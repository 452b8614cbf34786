//! Typed startup configuration loaded from the INI file.
//!
//! One struct per INI section family, each with defaults matching the
//! classic controller configuration and a `validate()` that turns a
//! bad entry into a fatal init error. Runtime reloads are limited to
//! the tool table; everything here is read once.

use serde::{Deserialize, Serialize};

use crate::error::CommonError;
use crate::ini::IniFile;
use crate::pose::{Pose, MAX_JOINTS};
use crate::{DEFAULT_SERVO_PERIOD_NS, DEFAULT_TRAJ_PERIOD_NS};

/// Joint kind from `[AXIS_n] TYPE`.
#[derive(Debug, Clone, Copy, PartialEq, Eq, Serialize, Deserialize)]
#[repr(u8)]
pub enum JointType {
    Linear = 0,
    Angular = 1,
}

impl Default for JointType {
    fn default() -> Self {
        Self::Linear
    }
}

/// `[EMC]` section.
#[derive(Debug, Clone, Default, Serialize, Deserialize)]
pub struct EmcConfig {
    pub debug: u32,
    pub nml_file: String,
}

/// `[TRAJ]` section.
#[derive(Debug, Clone, Serialize, Deserialize)]
pub struct TrajConfig {
    /// Number of configured joints (1..=9).
    pub joints: u8,
    /// Axis letter per joint ("X Y Z" or "XYZ"). A repeated letter
    /// makes the later joint a second motor on the same axis. Empty
    /// means joint i drives axis i.
    pub coordinates: String,
    /// Canonical linear unit scale (units per mm).
    pub linear_units: f64,
    /// Canonical angular unit scale (units per degree).
    pub angular_units: f64,
    /// Velocity used when a primitive does not carry one [units/s].
    pub default_velocity: f64,
    pub max_velocity: f64,
    pub max_acceleration: f64,
    /// Servo tick period [ns].
    pub servo_period_ns: i64,
    /// Trajectory planning period [ns]; integer multiple of servo.
    pub traj_period_ns: i64,
}

impl Default for TrajConfig {
    fn default() -> Self {
        Self {
            joints: 3,
            coordinates: String::new(),
            linear_units: 1.0,
            angular_units: 1.0,
            default_velocity: 1.0,
            max_velocity: 10.0,
            max_acceleration: 20.0,
            servo_period_ns: DEFAULT_SERVO_PERIOD_NS,
            traj_period_ns: DEFAULT_TRAJ_PERIOD_NS,
        }
    }
}

/// `[AXIS_n]` section.
#[derive(Debug, Clone, Serialize, Deserialize)]
pub struct AxisConfig {
    pub joint_type: JointType,
    /// Units per canonical unit for this joint.
    pub units: f64,
    pub max_velocity: f64,
    pub max_acceleration: f64,
    pub backlash: f64,
    pub min_limit: f64,
    pub max_limit: f64,
    /// Following-error bound at full speed.
    pub ferror: f64,
    /// Following-error floor at rest.
    pub min_ferror: f64,
    pub home: f64,
    pub home_offset: f64,
    pub home_search_vel: f64,
    pub home_latch_vel: f64,
    pub home_use_index: bool,
    pub home_ignore_limits: bool,
    pub home_is_shared: bool,
    pub home_sequence: i8,
    /// Screw compensation file, empty = none.
    pub comp_file: String,
    /// 0 = trim-pair format, 1 = forward/reverse full-position format.
    pub comp_file_type: u8,
    /// Steps per joint unit for the pulse generator.
    pub steps_per_unit: f64,
    /// Logical step/dir pin indices, −1 = not driven.
    pub step_pin: i32,
    pub dir_pin: i32,
    pub dir_polarity: bool,
}

impl Default for AxisConfig {
    fn default() -> Self {
        Self {
            joint_type: JointType::Linear,
            units: 1.0,
            max_velocity: 1.0,
            max_acceleration: 1.0,
            backlash: 0.0,
            min_limit: -1e99,
            max_limit: 1e99,
            ferror: 1.0,
            min_ferror: 0.01,
            home: 0.0,
            home_offset: 0.0,
            home_search_vel: 0.0,
            home_latch_vel: 0.0,
            home_use_index: false,
            home_ignore_limits: false,
            home_is_shared: false,
            home_sequence: 0,
            comp_file: String::new(),
            comp_file_type: 0,
            steps_per_unit: 3200.0,
            step_pin: -1,
            dir_pin: -1,
            dir_polarity: false,
        }
    }
}

/// `[EMCIO]` section.
#[derive(Debug, Clone, Serialize, Deserialize)]
pub struct IoConfig {
    pub cycle_time: f64,
    pub tool_table: String,
    pub tool_change_position: Option<Pose>,
    pub tool_holder_clear: Option<Pose>,
    /// Servo ticks between GPIO pin scans (1 = every tick).
    pub io_update_period: u32,
}

impl Default for IoConfig {
    fn default() -> Self {
        Self {
            cycle_time: 0.1,
            tool_table: "tool.tbl".to_string(),
            tool_change_position: None,
            tool_holder_clear: None,
            io_update_period: 1,
        }
    }
}

/// `[TASK]` section.
#[derive(Debug, Clone, Serialize, Deserialize)]
pub struct TaskConfig {
    pub cycle_time: f64,
}

impl Default for TaskConfig {
    fn default() -> Self {
        Self { cycle_time: 0.1 }
    }
}

/// Everything read at startup.
#[derive(Debug, Clone, Default, Serialize, Deserialize)]
pub struct Config {
    pub emc: EmcConfig,
    pub traj: TrajConfig,
    pub axes: Vec<AxisConfig>,
    pub io: IoConfig,
    pub task: TaskConfig,
}

impl Config {
    /// Load and validate the full configuration.
    pub fn from_ini(ini: &IniFile) -> Result<Self, CommonError> {
        let emc = EmcConfig {
            debug: ini.get_or("EMC", "DEBUG", 0),
            nml_file: ini.get("EMC", "NML_FILE").unwrap_or_default().to_string(),
        };

        let d = TrajConfig::default();
        let traj = TrajConfig {
            joints: ini.get_or("TRAJ", "AXES", d.joints),
            coordinates: ini.get("TRAJ", "COORDINATES").unwrap_or("").to_string(),
            linear_units: ini.get_or("TRAJ", "LINEAR_UNITS", d.linear_units),
            angular_units: ini.get_or("TRAJ", "ANGULAR_UNITS", d.angular_units),
            default_velocity: ini.get_or("TRAJ", "DEFAULT_VELOCITY", d.default_velocity),
            max_velocity: ini.get_or("TRAJ", "MAX_VELOCITY", d.max_velocity),
            max_acceleration: ini.get_or("TRAJ", "MAX_ACCELERATION", d.max_acceleration),
            servo_period_ns: ini.get_or("TRAJ", "SERVO_PERIOD", d.servo_period_ns),
            traj_period_ns: ini.get_or("TRAJ", "TRAJ_PERIOD", d.traj_period_ns),
        };

        let mut axes = Vec::new();
        for n in 0..traj.joints as usize {
            let section = format!("AXIS_{n}");
            if !ini.has_section(&section) {
                return Err(CommonError::Config(format!(
                    "[{section}] missing but [TRAJ] AXES = {}",
                    traj.joints
                )));
            }
            axes.push(Self::axis_from_ini(ini, &section)?);
        }

        let io = IoConfig {
            cycle_time: ini.get_or("EMCIO", "CYCLE_TIME", 0.1),
            tool_table: ini
                .get("EMCIO", "TOOL_TABLE")
                .unwrap_or("tool.tbl")
                .to_string(),
            tool_change_position: ini
                .get("EMCIO", "TOOL_CHANGE_POSITION")
                .and_then(parse_pose),
            tool_holder_clear: ini.get("EMCIO", "TOOL_HOLDER_CLEAR").and_then(parse_pose),
            io_update_period: ini.get_or("EMCIO", "IO_UPDATE_PERIOD", 1u32).max(1),
        };

        let task = TaskConfig {
            cycle_time: ini.get_or("TASK", "CYCLE_TIME", 0.1),
        };

        let config = Self {
            emc,
            traj,
            axes,
            io,
            task,
        };
        config.validate()?;
        Ok(config)
    }

    fn axis_from_ini(ini: &IniFile, section: &str) -> Result<AxisConfig, CommonError> {
        let d = AxisConfig::default();
        let joint_type = match ini.get(section, "TYPE") {
            Some("LINEAR") | None => JointType::Linear,
            Some("ANGULAR") => JointType::Angular,
            Some(other) => {
                return Err(CommonError::Config(format!(
                    "[{section}] TYPE = {other}: expected LINEAR or ANGULAR"
                )));
            }
        };
        Ok(AxisConfig {
            joint_type,
            units: ini.get_or(section, "UNITS", d.units),
            max_velocity: ini.get_or(section, "MAX_VELOCITY", d.max_velocity),
            max_acceleration: ini.get_or(section, "MAX_ACCELERATION", d.max_acceleration),
            backlash: ini.get_or(section, "BACKLASH", d.backlash),
            min_limit: ini.get_or(section, "MIN_LIMIT", d.min_limit),
            max_limit: ini.get_or(section, "MAX_LIMIT", d.max_limit),
            ferror: ini.get_or(section, "FERROR", d.ferror),
            min_ferror: ini.get_or(section, "MIN_FERROR", d.min_ferror),
            home: ini.get_or(section, "HOME", d.home),
            home_offset: ini.get_or(section, "HOME_OFFSET", d.home_offset),
            home_search_vel: ini.get_or(section, "HOME_SEARCH_VEL", d.home_search_vel),
            home_latch_vel: ini.get_or(section, "HOME_LATCH_VEL", d.home_latch_vel),
            home_use_index: ini.get_or(section, "HOME_USE_INDEX", 0i32) != 0,
            home_ignore_limits: ini.get_or(section, "HOME_IGNORE_LIMITS", 0i32) != 0,
            home_is_shared: ini.get_or(section, "HOME_IS_SHARED", 0i32) != 0,
            home_sequence: ini.get_or(section, "HOME_SEQUENCE", d.home_sequence),
            comp_file: ini.get(section, "COMP_FILE").unwrap_or("").to_string(),
            comp_file_type: ini.get_or(section, "COMP_FILE_TYPE", d.comp_file_type),
            steps_per_unit: ini.get_or(section, "STEPS_PER_UNIT", d.steps_per_unit),
            step_pin: ini.get_or(section, "STEP_PIN", d.step_pin),
            dir_pin: ini.get_or(section, "DIR_PIN", d.dir_pin),
            dir_polarity: ini.get_or(section, "DIR_POLARITY", 0i32) != 0,
        })
    }

    /// Cross-field validation; fatal at init.
    pub fn validate(&self) -> Result<(), CommonError> {
        if self.traj.joints == 0 || self.traj.joints as usize > MAX_JOINTS {
            return Err(CommonError::Config(format!(
                "[TRAJ] AXES = {}: expected 1..={MAX_JOINTS}",
                self.traj.joints
            )));
        }
        self.traj.axis_letter_map()?;
        if self.traj.servo_period_ns <= 0 || self.traj.traj_period_ns < self.traj.servo_period_ns {
            return Err(CommonError::Config(
                "[TRAJ] SERVO_PERIOD/TRAJ_PERIOD: traj period must be >= servo period".into(),
            ));
        }
        if self.traj.traj_period_ns % self.traj.servo_period_ns != 0 {
            return Err(CommonError::Config(
                "[TRAJ] TRAJ_PERIOD must be an integer multiple of SERVO_PERIOD".into(),
            ));
        }
        for (n, axis) in self.axes.iter().enumerate() {
            if axis.min_limit > axis.max_limit {
                return Err(CommonError::Config(format!(
                    "[AXIS_{n}] MIN_LIMIT {} > MAX_LIMIT {}",
                    axis.min_limit, axis.max_limit
                )));
            }
            if axis.max_velocity <= 0.0 || axis.max_acceleration <= 0.0 {
                return Err(CommonError::Config(format!(
                    "[AXIS_{n}] velocity and acceleration limits must be positive"
                )));
            }
            if axis.ferror < 0.0 || axis.min_ferror < 0.0 || axis.backlash < 0.0 {
                return Err(CommonError::Config(format!(
                    "[AXIS_{n}] FERROR/MIN_FERROR/BACKLASH must be non-negative"
                )));
            }
        }
        Ok(())
    }

    /// Substeps of the cubic interpolator per trajectory tick.
    #[inline]
    pub fn interpolation_rate(&self) -> u32 {
        (self.traj.traj_period_ns / self.traj.servo_period_ns) as u32
    }
}

impl TrajConfig {
    /// Pose-axis index driven by each joint, from the coordinate
    /// letters. A joint whose letter already appeared follows the
    /// earlier joint (a second motor on a shared axis).
    pub fn axis_letter_map(&self) -> Result<Vec<usize>, CommonError> {
        let n = self.joints as usize;
        if self.coordinates.trim().is_empty() {
            return Ok((0..n).collect());
        }
        let letters: Vec<char> = self
            .coordinates
            .chars()
            .filter(|c| !c.is_whitespace())
            .collect();
        if letters.len() != n {
            return Err(CommonError::Config(format!(
                "[TRAJ] COORDINATES names {} axes but AXES = {n}",
                letters.len()
            )));
        }
        letters
            .iter()
            .map(|c| match c.to_ascii_uppercase() {
                'X' => Ok(0),
                'Y' => Ok(1),
                'Z' => Ok(2),
                'A' => Ok(3),
                'B' => Ok(4),
                'C' => Ok(5),
                'U' => Ok(6),
                'V' => Ok(7),
                'W' => Ok(8),
                other => Err(CommonError::Config(format!(
                    "[TRAJ] COORDINATES: unknown axis letter '{other}'"
                ))),
            })
            .collect()
    }
}

/// Parse a whitespace-separated pose, short entries zero-filled.
fn parse_pose(text: &str) -> Option<Pose> {
    let mut p = Pose::ZERO;
    for (i, field) in text.split_whitespace().enumerate() {
        if i >= MAX_JOINTS {
            return None;
        }
        p.set(i, field.parse().ok()?);
    }
    Some(p)
}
********************
#### [Task requirements]
State the number of lines in the data above that include the word "Some", leaving out any other words.

#### [Solution]
4